Ok guys you don't need all this stuff. I'm a nurse who has worked ER and GI, I have yet to puncture a patient more then twice. I'm usually no more than one stick, no matter how bad the veins are. 1. Learn where your veins lie. 2. Know how to start an IV. Never get upset if you miss. 3. Reassess. 4. Make sure turnaquit is tight... But what irritates me about other nurses... I was always called to do others IV's. By those whom were nurses for years, and the reason why was bc they were lazy. Never let the IV win. As for being afraid of them... learn the technique. You may have new nurses out there or nursing students, but there is one thing they need to remember. When you go to a floor and you're there to learn IV's, don't sit over in a chair or on a stool and talk with your class mate. Ask questions and learn what works, bc you will see that type of patient prob a thousand times. But nothing makes me more mad then to have a student come to the floor to learn IV's and they talk to there friend all day long. I have no tolerance for this. They're a waste of my time and the hospitals. If they wan't to learn, I'll show them all the tricks that work. Because what they show them in school is not at all how you start an IV. They usually show them how to blow a vein, but the kids I have taught have come back and thank me. I will bend over backwards if you're willing to learn, but if you want to gab I have no time for you. I work in fast paced areas and have no time to play games. As for someone to stick a patient 6 to 7 times is crazy. If a patient has been stuck like this, they usually are going to tell you their last experience. As a nurse you should listen. But most nurses get mad when a patient says something, although, I want to know why they were stuck like that. ALWAYS LISTEN TO YOUR PATIENT. If they tell you that's not what their pill looks like, you STOP back away and check that med out. Once they take it, it's gone. NEVER NEVER BLOW A PATIENT OFF! LISTEN TO THEM! I HOPE ALL THE NEW NURSES AND STUDENTS THE BEST OF LUCK, BUT REMEMBER... LEARN FROM EACH NURSE, TAKE THE GOOD PARTS YOU LEARN FROM EACH NURSE AND PATIENT, AND MAKE THEM YOUR OWN. GOD BLESS ALL THE NURSES.

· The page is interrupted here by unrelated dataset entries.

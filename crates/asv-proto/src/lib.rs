pub mod geo;
pub mod goal;
pub mod status;

pub use geo::GeoPoint;
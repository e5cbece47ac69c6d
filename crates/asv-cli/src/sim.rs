//! Kinematic stand-in for the motion subsystems, used by `missionctl run`.
//!
//! The vehicle drives straight between consecutive path points at the goal
//! speed and station-keeps on hover goals. Finished and cancelled goals are
//! queued and handed back to the driver by [`SimVehicle::run`].

use std::sync::{Arc, Mutex, PoisonError};
use std::time::Duration;

use asv_mission::{DriverHandle, GoalClient, GoalError};
use asv_nav::geodesy;
use asv_nav::telemetry::TelemetryCache;
use asv_proto::goal::{GoalHandle, GoalOutcome, HoverGoal, PathFollowGoal};
use asv_proto::GeoPoint;
use tokio::sync::watch;
use tracing::{debug, info};

#[derive(Debug, Clone, serde::Deserialize)]
#[serde(default)]
pub struct SimConfig {
    pub start: GeoPoint,
    /// Compass degrees.
    pub heading: f64,
    /// m/s when a path goal carries no speed.
    pub speed: f64,
    pub step_hz: f64,
    /// Simulated seconds per wall-clock second.
    pub time_scale: f64,
}

impl Default for SimConfig {
    fn default() -> Self {
        Self {
            start: GeoPoint::new(43.0717, -70.7110),
            heading: 0.0,
            speed: 2.0,
            step_hz: 10.0,
            time_scale: 1.0,
        }
    }
}

#[derive(Debug)]
enum Active {
    Path { handle: GoalHandle, path: Vec<GeoPoint>, next: usize, speed: f64 },
    Hover { handle: GoalHandle, goal: HoverGoal },
}

impl Active {
    fn handle(&self) -> GoalHandle {
        match self {
            Active::Path { handle, .. } | Active::Hover { handle, .. } => *handle,
        }
    }
}

#[derive(Debug)]
struct SimState {
    position: GeoPoint,
    heading: f64,
    active: Option<Active>,
    finished: Vec<(GoalHandle, GoalOutcome)>,
}

impl SimState {
    /// Installs a new goal; whatever was running is preempted.
    fn replace(&mut self, next: Active) {
        if let Some(prev) = self.active.replace(next) {
            self.finished.push((prev.handle(), GoalOutcome::Preempted));
        }
    }
}

/// Goal-client side of the simulator. Cheap to clone; all clones drive the
/// same vehicle.
#[derive(Clone)]
pub struct SimVehicle {
    cfg: SimConfig,
    state: Arc<Mutex<SimState>>,
}

impl SimVehicle {
    pub fn new(cfg: SimConfig) -> Self {
        let state = SimState { position: cfg.start, heading: cfg.heading, active: None, finished: Vec::new() };
        Self { cfg, state: Arc::new(Mutex::new(state)) }
    }

    fn lock(&self) -> std::sync::MutexGuard<'_, SimState> {
        self.state.lock().unwrap_or_else(PoisonError::into_inner)
    }

    pub fn position(&self) -> GeoPoint {
        self.lock().position
    }

    /// Advances the vehicle by `dt` seconds of simulated time and returns the
    /// goal outcomes produced since the last call.
    pub fn step(&self, dt: f64) -> Vec<(GoalHandle, GoalOutcome)> {
        let mut st = self.lock();
        let mut done = None;
        let SimState { position, heading, active, .. } = &mut *st;

        match active {
            Some(Active::Path { handle, path, next, speed }) => {
                let mut budget = *speed * dt;
                while *next < path.len() && budget > 0.0 {
                    let target = path[*next];
                    let (bearing, dist) = geodesy::inverse(*position, target);
                    if dist <= budget {
                        *position = target;
                        budget -= dist;
                        *next += 1;
                    } else {
                        *position = geodesy::interpolate(*position, target, budget / dist);
                        budget = 0.0;
                    }
                    if dist > 0.0 {
                        *heading = bearing;
                    }
                }
                if *next >= path.len() {
                    done = Some(*handle);
                }
            }
            Some(Active::Hover { goal, .. }) => {
                let (bearing, dist) = geodesy::inverse(*position, goal.target);
                if dist > goal.minimum_distance {
                    let travel = (goal.maximum_speed * dt).min(dist - goal.minimum_distance);
                    *position = geodesy::interpolate(*position, goal.target, travel / dist);
                    *heading = bearing;
                }
            }
            None => {}
        }

        if let Some(handle) = done {
            info!("sim: path goal #{} reached its end", handle.id);
            st.active = None;
            st.finished.push((handle, GoalOutcome::Succeeded));
        }
        std::mem::take(&mut st.finished)
    }

    /// Steps the vehicle on a fixed period, feeding telemetry and goal
    /// outcomes back until `shutdown` flips.
    pub async fn run(self, telemetry: TelemetryCache, driver: DriverHandle, mut shutdown: watch::Receiver<bool>) {
        let period = Duration::from_secs_f64(1.0 / self.cfg.step_hz.max(0.1));
        let dt = period.as_secs_f64() * self.cfg.time_scale;
        let mut ticker = tokio::time::interval(period);

        loop {
            tokio::select! {
                changed = shutdown.changed() => {
                    if changed.is_err() || *shutdown.borrow() {
                        break;
                    }
                }
                _ = ticker.tick() => {
                    let outcomes = self.step(dt);
                    let (position, heading) = {
                        let st = self.lock();
                        (st.position, st.heading)
                    };
                    let now = time::OffsetDateTime::now_utc();
                    telemetry.update_position(position, now);
                    telemetry.update_heading(heading, now);
                    for (handle, outcome) in outcomes {
                        if !driver.goal_done(handle, outcome) {
                            return;
                        }
                    }
                }
            }
        }
        debug!("sim: stopped");
    }
}

impl GoalClient<PathFollowGoal> for SimVehicle {
    fn send(&mut self, handle: GoalHandle, goal: PathFollowGoal) -> Result<(), GoalError> {
        if goal.path.is_empty() {
            return Err(GoalError::new(handle.kind, "empty path"));
        }
        let speed = goal.speed.unwrap_or(self.cfg.speed);
        debug!("sim: path goal #{} with {} points at {} m/s", handle.id, goal.path.len(), speed);
        self.lock().replace(Active::Path { handle, path: goal.path, next: 0, speed });
        Ok(())
    }

    fn cancel(&mut self, handle: GoalHandle) -> Result<(), GoalError> {
        cancel(&mut self.lock(), handle);
        Ok(())
    }
}

impl GoalClient<HoverGoal> for SimVehicle {
    fn send(&mut self, handle: GoalHandle, goal: HoverGoal) -> Result<(), GoalError> {
        debug!("sim: hover goal #{} at ({:.6}, {:.6})", handle.id, goal.target.lat, goal.target.lon);
        self.lock().replace(Active::Hover { handle, goal });
        Ok(())
    }

    fn cancel(&mut self, handle: GoalHandle) -> Result<(), GoalError> {
        cancel(&mut self.lock(), handle);
        Ok(())
    }
}

fn cancel(st: &mut SimState, handle: GoalHandle) {
    if st.active.as_ref().map(Active::handle) == Some(handle) {
        st.active = None;
        st.finished.push((handle, GoalOutcome::Preempted));
    }
}
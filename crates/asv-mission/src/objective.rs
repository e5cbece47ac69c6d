//! Navigation objectives and the store that sequences them.

use std::fmt;

use asv_proto::GeoPoint;

use crate::error::MissionError;

#[derive(Debug, Clone, Copy, PartialEq, Eq)]
pub enum ObjectiveKind {
    Line,
    Area,
}

impl ObjectiveKind {
    /// Fewest waypoints that make a usable objective of this kind.
    pub fn min_waypoints(self) -> usize {
        match self {
            ObjectiveKind::Line => 2,
            ObjectiveKind::Area => 3,
        }
    }
}

impl fmt::Display for ObjectiveKind {
    fn fmt(&self, f: &mut fmt::Formatter<'_>) -> fmt::Result {
        match self {
            ObjectiveKind::Line => f.write_str("line"),
            ObjectiveKind::Area => f.write_str("area"),
        }
    }
}

#[derive(Debug, Clone, PartialEq, thiserror::Error)]
pub enum ObjectiveError {
    #[error("{kind} needs at least {need} waypoints, got {got}")]
    TooFewWaypoints { kind: ObjectiveKind, need: usize, got: usize },

    #[error("waypoint {index} has invalid coordinates ({lat}, {lon})")]
    InvalidCoordinate { index: usize, lat: f64, lon: f64 },
}

/// One planned unit of work. Immutable once built.
#[derive(Debug, Clone, PartialEq)]
pub struct NavObjective {
    kind: ObjectiveKind,
    waypoints: Vec<GeoPoint>,
}

impl NavObjective {
    pub fn new(kind: ObjectiveKind, waypoints: Vec<GeoPoint>) -> Result<Self, ObjectiveError> {
        let need = kind.min_waypoints();
        if waypoints.len() < need {
            return Err(ObjectiveError::TooFewWaypoints { kind, need, got: waypoints.len() });
        }
        if let Some((index, p)) = waypoints.iter().enumerate().find(|(_, p)| !p.is_valid()) {
            return Err(ObjectiveError::InvalidCoordinate { index, lat: p.lat, lon: p.lon });
        }
        Ok(Self { kind, waypoints })
    }

    pub fn line(waypoints: Vec<GeoPoint>) -> Result<Self, ObjectiveError> {
        Self::new(ObjectiveKind::Line, waypoints)
    }

    pub fn area(waypoints: Vec<GeoPoint>) -> Result<Self, ObjectiveError> {
        Self::new(ObjectiveKind::Area, waypoints)
    }

    pub fn kind(&self) -> ObjectiveKind {
        self.kind
    }

    pub fn waypoints(&self) -> &[GeoPoint] {
        &self.waypoints
    }

    pub fn start(&self) -> GeoPoint {
        self.waypoints[0]
    }

    /// Second waypoint; the approach heading aims from start towards it.
    pub fn aim(&self) -> GeoPoint {
        self.waypoints[1]
    }
}

/// Ordered objectives plus the cursor into them.
///
/// The list is only ever swapped whole; the cursor is `None` until an
/// objective has been selected and otherwise always indexes the list.
#[derive(Debug, Clone, Default)]
pub struct MissionStore {
    objectives: Vec<NavObjective>,
    cursor: Option<usize>,
}

impl MissionStore {
    pub fn new() -> Self {
        Self::default()
    }

    /// Replaces the objective list and forgets the cursor.
    pub fn set_mission(&mut self, objectives: Vec<NavObjective>) {
        self.objectives = objectives;
        self.cursor = None;
    }

    pub fn count(&self) -> usize {
        self.objectives.len()
    }

    pub fn is_empty(&self) -> bool {
        self.objectives.is_empty()
    }

    pub fn objective_at(&self, index: usize) -> Result<&NavObjective, MissionError> {
        self.objectives
            .get(index)
            .ok_or(MissionError::IndexOutOfRange { index, count: self.objectives.len() })
    }

    pub fn cursor(&self) -> Option<usize> {
        self.cursor
    }

    pub fn current(&self) -> Option<(usize, &NavObjective)> {
        let i = self.cursor?;
        self.objectives.get(i).map(|o| (i, o))
    }

    pub fn set_cursor(&mut self, index: usize) -> Result<(), MissionError> {
        self.objective_at(index)?;
        self.cursor = Some(index);
        Ok(())
    }

    /// Index advancement would select: the one after the cursor, wrapping
    /// to 0 past the end, or 0 when nothing is selected yet.
    pub fn next_index(&self) -> Result<usize, MissionError> {
        let n = self.objectives.len();
        if n == 0 {
            return Err(MissionError::EmptyMission);
        }
        Ok(match self.cursor {
            Some(i) => (i + 1) % n,
            None => 0,
        })
    }
}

ReplyDeleteI had my first IV placed two weeks ago. I now know that I am a difficult stick. Due to my advanced age the Nurses didn't believe that I had never had an IV before. The hand sticks were unsuccessful after three tries. (both hands used). Then I had to live through a thumb stick - that hurt like crazy - a lit match to my skin. That also was a failure and blew up under the skin. I was desperate for the stick to work so I asked about a blue shadow at the upper part of my forearm. The Anesthesiologist said she could see it but was concerned because it was "deep". I told her to go for it - she did and was successful. That stick didn't hurt at all compared to the hands or thumb. I was also told my hand veins are hidden and flat. I have another surgery coming up soon and have drawn an ink circle around the one successful site of the IV stick. I have to stop all fluids and food by midnight of course so I am concerned that even with all that I will drink up to that time I will still be dehydrated and the IV stick will be a problem again. I will let them know ahead of time about the warm blankets. I hope they have one of those vein locators.
ReplyDeleteHaving an IV in your foot hurts so much! I would ask for them to put it in my neck as I've had that done before and it didn't even pinch the only thing that was a little unnerving is the video put your feet above your head and I have really good hearing so as they filled up the tubes for the blood work I could hear it! But it beats being poked 17-25 times in a single visit or even just one stick in the foot in my opinion because your foot is all bones and nerves so although I can hold completely still for a regular IV or the one in my neck but I believe they call an IJ, because the needle was hitting my nerves in my foot I could not keep it still and it hurt intensely!